Data Start Marker
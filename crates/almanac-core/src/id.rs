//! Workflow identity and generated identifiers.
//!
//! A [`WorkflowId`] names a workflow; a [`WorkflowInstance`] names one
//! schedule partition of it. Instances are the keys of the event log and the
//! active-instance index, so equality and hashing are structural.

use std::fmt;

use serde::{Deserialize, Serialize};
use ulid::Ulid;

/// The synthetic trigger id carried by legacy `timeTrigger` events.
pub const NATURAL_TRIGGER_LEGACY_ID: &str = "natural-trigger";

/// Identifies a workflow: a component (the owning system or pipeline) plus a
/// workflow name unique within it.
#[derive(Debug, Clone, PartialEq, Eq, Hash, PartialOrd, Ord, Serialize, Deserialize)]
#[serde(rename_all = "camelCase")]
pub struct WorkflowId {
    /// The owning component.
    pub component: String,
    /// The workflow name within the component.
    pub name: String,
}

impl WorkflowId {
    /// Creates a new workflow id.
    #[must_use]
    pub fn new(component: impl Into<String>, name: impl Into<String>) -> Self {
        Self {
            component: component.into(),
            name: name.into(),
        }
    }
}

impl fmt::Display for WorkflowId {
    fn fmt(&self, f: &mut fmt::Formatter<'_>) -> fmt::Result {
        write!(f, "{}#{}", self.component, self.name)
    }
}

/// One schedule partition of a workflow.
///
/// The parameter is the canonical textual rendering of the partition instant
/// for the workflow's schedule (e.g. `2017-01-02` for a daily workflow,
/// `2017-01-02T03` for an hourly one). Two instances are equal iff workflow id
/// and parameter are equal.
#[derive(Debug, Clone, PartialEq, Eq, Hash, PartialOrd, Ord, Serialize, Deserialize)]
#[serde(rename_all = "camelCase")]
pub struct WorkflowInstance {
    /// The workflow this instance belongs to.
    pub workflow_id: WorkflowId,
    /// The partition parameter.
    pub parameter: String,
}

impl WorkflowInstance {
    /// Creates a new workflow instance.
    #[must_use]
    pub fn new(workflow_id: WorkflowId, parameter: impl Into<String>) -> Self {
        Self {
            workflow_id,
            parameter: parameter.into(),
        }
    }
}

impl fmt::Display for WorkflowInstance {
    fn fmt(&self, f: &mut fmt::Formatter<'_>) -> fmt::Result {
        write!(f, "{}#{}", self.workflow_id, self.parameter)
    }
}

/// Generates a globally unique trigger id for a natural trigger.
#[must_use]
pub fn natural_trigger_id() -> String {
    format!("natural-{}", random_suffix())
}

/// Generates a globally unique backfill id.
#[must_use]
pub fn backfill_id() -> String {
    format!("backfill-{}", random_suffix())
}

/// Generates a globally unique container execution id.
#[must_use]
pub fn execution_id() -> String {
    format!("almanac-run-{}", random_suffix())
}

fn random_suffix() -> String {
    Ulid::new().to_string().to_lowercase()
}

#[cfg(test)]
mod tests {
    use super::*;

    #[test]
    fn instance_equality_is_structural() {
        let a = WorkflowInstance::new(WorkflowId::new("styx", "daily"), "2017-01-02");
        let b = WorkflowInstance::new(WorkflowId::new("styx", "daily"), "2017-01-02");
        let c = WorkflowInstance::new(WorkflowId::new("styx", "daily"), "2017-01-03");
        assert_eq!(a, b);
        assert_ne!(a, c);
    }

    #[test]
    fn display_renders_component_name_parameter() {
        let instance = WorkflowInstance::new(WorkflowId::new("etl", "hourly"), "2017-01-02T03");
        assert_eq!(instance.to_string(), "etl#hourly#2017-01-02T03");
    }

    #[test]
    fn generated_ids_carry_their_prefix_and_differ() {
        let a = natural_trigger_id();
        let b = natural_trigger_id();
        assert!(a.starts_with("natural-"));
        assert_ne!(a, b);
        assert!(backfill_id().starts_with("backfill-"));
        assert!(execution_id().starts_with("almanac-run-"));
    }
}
Data End Marker
Task to complete
Among the lines above, find those carrying the word "almanac" and copy them out.

Exercise answer
filename crates/almanac-core/src/id.rs
    format!("almanac-run-{}", random_suffix())
        assert!(execution_id().starts_with("almanac-run-"));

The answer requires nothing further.